── Data for the task

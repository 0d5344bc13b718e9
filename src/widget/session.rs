use std::time::Duration;

use log::{ info, warn };

use super::{ DEFAULT_CAP, DEFAULT_SEND_WINDOW, TranscriptManager };
use super::store::TranscriptStore;
use crate::config::persona::PersonaConfig;
use crate::models::chat::{ ChatReply, ChatRequest };

/// Client ceiling stays at or below the proxy's own upstream ceiling so the
/// widget gives up first.
const DEFAULT_REQUEST_TIMEOUT: Duration = Duration::from_secs(25);

#[derive(Clone, Debug)]
pub struct SessionConfig {
    /// Full URL of the chat proxy endpoint.
    pub endpoint: String,
    pub cap: usize,
    pub send_window: usize,
    pub request_timeout: Duration,
}

impl SessionConfig {
    pub fn new(endpoint: impl Into<String>) -> Self {
        Self {
            endpoint: endpoint.into(),
            cap: DEFAULT_CAP,
            send_window: DEFAULT_SEND_WINDOW,
            request_timeout: DEFAULT_REQUEST_TIMEOUT,
        }
    }
}

#[derive(Clone, Copy, Debug, PartialEq, Eq)]
enum TurnState {
    Idle,
    AwaitingResponse,
}

/// Resolution of one `send_turn` call, for the embedding host to render.
#[derive(Clone, Debug, PartialEq, Eq)]
pub enum SendOutcome {
    /// The proxy answered; the text is already appended to the transcript.
    Replied(String),
    /// The turn failed; a synthesized assistant message was appended instead.
    Fallback(String),
    /// Blank input, nothing happened.
    Ignored,
    /// A turn is already outstanding; the input was dropped.
    Busy,
}

enum TurnFailure {
    Timeout,
    Misconfigured,
    Unavailable,
}

impl TurnFailure {
    /// Static, safe fallback copy with an alternate contact channel. The raw
    /// error never reaches the transcript.
    fn fallback(&self) -> &'static str {
        match self {
            TurnFailure::Timeout =>
                "思考超时，您的问题可能比较复杂。请简化问题或直接添加微信 Jr_gyh 详聊。",
            TurnFailure::Misconfigured => "服务配置错误，请联系管理员。",
            TurnFailure::Unavailable =>
                "服务暂时繁忙，请稍后再试。紧急问题可联系邮箱 1850859427@qq.com",
        }
    }
}

/// One browser-session equivalent: transcript, storage, and the single
/// outstanding network turn. Only one send is in flight at a time; callers
/// observe `SendOutcome::Busy` instead of interleaved transcripts.
pub struct ChatSession<S: TranscriptStore> {
    transcript: TranscriptManager,
    store: S,
    http: reqwest::Client,
    endpoint: String,
    state: TurnState,
    welcome_shown: bool,
}

impl<S: TranscriptStore> ChatSession<S> {
    pub fn new(
        config: SessionConfig,
        persona: &PersonaConfig,
        store: S,
    ) -> Result<Self, reqwest::Error> {
        let http = reqwest::Client::builder().timeout(config.request_timeout).build()?;

        let mut transcript = TranscriptManager::new(
            persona.system_prompt.clone(),
            config.cap,
            config.send_window
        );
        let welcome_shown = transcript.load(&store);

        let mut session = Self {
            transcript,
            store,
            http,
            endpoint: config.endpoint,
            state: TurnState::Idle,
            welcome_shown,
        };

        if !session.welcome_shown {
            session.transcript.append_assistant_turn(&persona.welcome_message);
            session.welcome_shown = true;
            session.persist();
        }

        Ok(session)
    }

    pub fn transcript(&self) -> &TranscriptManager {
        &self.transcript
    }

    pub fn is_awaiting_response(&self) -> bool {
        self.state == TurnState::AwaitingResponse
    }

    /// Drive one full turn: append the user message, call the proxy, append
    /// the assistant (or fallback) message, persist. Every resolution leaves
    /// a rendered assistant-style entry, so the transcript never stalls on a
    /// silent failure.
    pub async fn send_turn(&mut self, text: &str) -> SendOutcome {
        if self.state == TurnState::AwaitingResponse {
            return SendOutcome::Busy;
        }
        if !self.transcript.append_user_turn(text) {
            return SendOutcome::Ignored;
        }

        self.state = TurnState::AwaitingResponse;
        let outcome = match self.post_turn().await {
            Ok(reply) => {
                self.transcript.append_assistant_turn(&reply);
                SendOutcome::Replied(reply)
            }
            Err(failure) => {
                let fallback = failure.fallback();
                self.transcript.append_assistant_turn(fallback);
                SendOutcome::Fallback(fallback.to_string())
            }
        };
        self.persist();
        self.state = TurnState::Idle;

        outcome
    }

    async fn post_turn(&self) -> Result<String, TurnFailure> {
        let body = ChatRequest { messages: self.transcript.outbound() };

        let resp = match self.http.post(&self.endpoint).json(&body).send().await {
            Ok(r) => r,
            Err(e) if e.is_timeout() => {
                warn!("Chat turn timed out after the client ceiling");
                return Err(TurnFailure::Timeout);
            }
            Err(e) => {
                warn!("Chat turn failed to reach the proxy: {}", e);
                return Err(TurnFailure::Unavailable);
            }
        };

        let status = resp.status();
        if status.is_success() {
            let reply: ChatReply = resp.json().await.map_err(|e| {
                warn!("Proxy answered with an unreadable body: {}", e);
                TurnFailure::Unavailable
            })?;
            info!("Chat turn completed ({} chars)", reply.reply.chars().count());
            return Ok(reply.reply);
        }

        warn!("Proxy answered turn with status {}", status);
        Err(match status.as_u16() {
            408 => TurnFailure::Timeout,
            401 => TurnFailure::Misconfigured,
            _ => TurnFailure::Unavailable,
        })
    }

    fn persist(&self) {
        self.transcript.persist(&self.store, self.welcome_shown);
    }
}

#[cfg(test)]
mod tests {
    use super::*;
    use crate::cli::Args;
    use crate::config::persona::default_persona;
    use crate::error::ChatError;
    use crate::llm::CompletionClient;
    use crate::models::chat::{ ChatMessage, Role };
    use crate::server::api::{ AppState, router };
    use crate::widget::store::MemoryStore;
    use async_trait::async_trait;
    use clap::Parser;
    use std::sync::Arc;

    struct ScriptedCompletion {
        respond: Box<dyn (Fn() -> Result<String, ChatError>) + Send + Sync>,
    }

    #[async_trait]
    impl CompletionClient for ScriptedCompletion {
        async fn complete(&self, _messages: &[ChatMessage]) -> Result<String, ChatError> {
            (self.respond)()
        }

        fn model(&self) -> &str {
            "fake-model"
        }
    }

    async fn spawn_proxy(
        respond: impl (Fn() -> Result<String, ChatError>) + Send + Sync + 'static
    ) -> String {
        let args = Args::parse_from([
            "neuraserve-chat",
            "--chat-api-key",
            "sk-test",
            "--chat-rate-limit",
            "1000",
        ]);
        let client = Arc::new(ScriptedCompletion { respond: Box::new(respond) });
        let state = AppState::new(&args, client, Arc::new(default_persona()));
        let app = router(state);

        let listener = tokio::net::TcpListener::bind("127.0.0.1:0").await.unwrap();
        let addr = listener.local_addr().unwrap();
        tokio::spawn(async move {
            axum::serve(listener, app).await.unwrap();
        });
        format!("http://{}/api/chat", addr)
    }

    fn session_for(endpoint: String, store: MemoryStore) -> ChatSession<MemoryStore> {
        ChatSession::new(SessionConfig::new(endpoint), &default_persona(), store).unwrap()
    }

    #[tokio::test]
    async fn fresh_session_shows_the_welcome_exactly_once() {
        let endpoint = spawn_proxy(|| Ok("好的".to_string())).await;
        let store = MemoryStore::new();

        let session = session_for(endpoint.clone(), store.clone());
        assert_eq!(session.transcript().turns().len(), 1);
        assert_eq!(session.transcript().turns()[0].role, Role::Assistant);
        assert!(session.transcript().turns()[0].content.contains("赵经理"));

        // A second session over the same store does not repeat it.
        let session2 = session_for(endpoint, store);
        assert_eq!(session2.transcript().turns().len(), 1);
    }

    #[tokio::test]
    async fn blank_input_leaves_the_transcript_unchanged() {
        let endpoint = spawn_proxy(|| Ok("unused".to_string())).await;
        let mut session = session_for(endpoint, MemoryStore::new());

        let before = session.transcript().turns().len();
        assert_eq!(session.send_turn("   ").await, SendOutcome::Ignored);
        assert_eq!(session.transcript().turns().len(), before);
    }

    #[tokio::test]
    async fn successful_turn_appends_user_then_assistant_and_persists() {
        let endpoint = spawn_proxy(|| Ok("¥9800/年起".to_string())).await;
        let store = MemoryStore::new();
        let mut session = session_for(endpoint, store.clone());

        let outcome = session.send_turn("价格").await;
        assert_eq!(outcome, SendOutcome::Replied("¥9800/年起".to_string()));

        let turns = session.transcript().turns();
        let n = turns.len();
        assert_eq!(turns[n - 2].role, Role::User);
        assert_eq!(turns[n - 2].content, "价格");
        assert_eq!(turns[n - 1].role, Role::Assistant);
        assert_eq!(turns[n - 1].content, "¥9800/年起");

        let stored = store.load().unwrap();
        assert!(stored.messages.len() <= DEFAULT_CAP);
        assert_eq!(stored.messages.last().unwrap().content, "¥9800/年起");
        assert!(!session.is_awaiting_response());
    }

    #[tokio::test]
    async fn proxy_failure_synthesizes_a_fallback_turn() {
        let endpoint = spawn_proxy(|| Err(ChatError::Upstream("status 503".to_string()))).await;
        let mut session = session_for(endpoint, MemoryStore::new());

        let outcome = session.send_turn("你们靠谱吗").await;
        let SendOutcome::Fallback(text) = outcome else {
            panic!("expected fallback outcome");
        };
        assert!(text.contains("1850859427@qq.com"));
        // The raw upstream error never reaches the transcript.
        let last = session.transcript().turns().last().unwrap();
        assert_eq!(last.role, Role::Assistant);
        assert!(!last.content.contains("503"));
    }

    #[tokio::test]
    async fn proxy_timeout_maps_to_the_timeout_fallback() {
        let endpoint = spawn_proxy(|| Err(ChatError::Timeout)).await;
        let mut session = session_for(endpoint, MemoryStore::new());

        let outcome = session.send_turn("一个很复杂的问题").await;
        let SendOutcome::Fallback(text) = outcome else {
            panic!("expected fallback outcome");
        };
        assert!(text.contains("Jr_gyh"));
    }

    #[tokio::test]
    async fn unreachable_proxy_still_resolves_the_turn() {
        // Nothing listens on this port.
        let mut session = session_for(
            "http://127.0.0.1:9/api/chat".to_string(),
            MemoryStore::new()
        );

        let outcome = session.send_turn("hi").await;
        assert!(matches!(outcome, SendOutcome::Fallback(_)));
        assert_eq!(session.transcript().turns().last().unwrap().role, Role::Assistant);
        assert!(!session.is_awaiting_response());
    }
}
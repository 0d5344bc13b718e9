use async_trait::async_trait;
use log::{ error, warn };
use reqwest::{ Client as HttpClient, header::{ HeaderMap, HeaderValue, CONTENT_TYPE } };
use serde::{ Deserialize, Serialize };
use std::time::Duration;

use super::CompletionClient;
use crate::cli::Args;
use crate::error::ChatError;
use crate::models::chat::ChatMessage;

/// Client for the DeepSeek `/chat/completions` endpoint. Model and sampling
/// parameters are fixed at construction; nothing here is client-tunable.
pub struct DeepSeekClient {
    http: HttpClient,
    api_key: String,
    model: String,
    base_url: String,
    max_tokens: u32,
    temperature: f32,
}

#[derive(Serialize)]
struct CompletionRequest<'a> {
    model: &'a str,
    messages: &'a [ChatMessage],
    max_tokens: u32,
    temperature: f32,
    stream: bool,
}

#[derive(Deserialize)]
struct CompletionEnvelope {
    choices: Vec<CompletionChoice>,
    #[serde(default)]
    model: String,
}

#[derive(Deserialize)]
struct CompletionChoice {
    message: CompletionMessage,
}

#[derive(Deserialize)]
struct CompletionMessage {
    content: String,
}

impl DeepSeekClient {
    pub fn new(
        api_key: String,
        base_url: String,
        model: String,
        max_tokens: u32,
        temperature: f32,
        timeout: Duration,
    ) -> Result<Self, ChatError> {
        let mut headers = HeaderMap::new();
        headers.insert(CONTENT_TYPE, HeaderValue::from_static("application/json"));

        let http = HttpClient::builder()
            .default_headers(headers)
            .timeout(timeout)
            .build()
            .map_err(|e| ChatError::Network(e.to_string()))?;

        Ok(Self {
            http,
            api_key,
            model,
            base_url: base_url.trim_end_matches('/').to_string(),
            max_tokens,
            temperature,
        })
    }

    pub fn from_args(args: &Args) -> Result<Self, ChatError> {
        Self::new(
            args.chat_api_key.clone(),
            args.chat_base_url.clone(),
            args.chat_model.clone(),
            args.chat_max_tokens,
            args.chat_temperature,
            Duration::from_secs(args.upstream_timeout_secs),
        )
    }

    fn build_request<'a>(&'a self, messages: &'a [ChatMessage]) -> CompletionRequest<'a> {
        CompletionRequest {
            model: &self.model,
            messages,
            max_tokens: self.max_tokens,
            temperature: self.temperature,
            stream: false,
        }
    }
}

fn extract_reply(envelope: CompletionEnvelope) -> Result<String, ChatError> {
    envelope.choices
        .into_iter()
        .next()
        .map(|choice| choice.message.content)
        .ok_or_else(|| ChatError::MalformedResponse("completion has no choices".to_string()))
}

#[async_trait]
impl CompletionClient for DeepSeekClient {
    async fn complete(&self, messages: &[ChatMessage]) -> Result<String, ChatError> {
        let url = format!("{}/chat/completions", self.base_url);
        let req = self.build_request(messages);

        let resp = match
            self.http
                .post(&url)
                .bearer_auth(&self.api_key)
                .json(&req)
                .send().await
        {
            Ok(r) => r,
            Err(e) if e.is_timeout() => {
                warn!("Upstream completion call timed out");
                return Err(ChatError::Timeout);
            }
            Err(e) => {
                error!("Upstream completion call failed: {}", e);
                return Err(ChatError::Network(e.to_string()));
            }
        };

        let status = resp.status();
        if !status.is_success() {
            let body = resp.text().await.unwrap_or_default();
            error!("Upstream returned {}: {}", status, body);
            return Err(match status.as_u16() {
                401 | 403 => ChatError::Unauthorized,
                429 => ChatError::RateLimited,
                400 => ChatError::UpstreamBadRequest(body),
                code => ChatError::Upstream(format!("status {}", code)),
            });
        }

        let envelope = resp
            .json::<CompletionEnvelope>().await
            .map_err(|e| ChatError::MalformedResponse(e.to_string()))?;

        if !envelope.model.is_empty() && envelope.model != self.model {
            warn!("Upstream answered with model '{}'", envelope.model);
        }

        extract_reply(envelope)
    }

    fn model(&self) -> &str {
        &self.model
    }
}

────

Check each line of the material for the word "completions". Copy the ones that have it.

* **Result of the task**
/// Client for the DeepSeek `/chat/completions` endpoint. Model and sampling
        let url = format!("{}/chat/completions", self.base_url);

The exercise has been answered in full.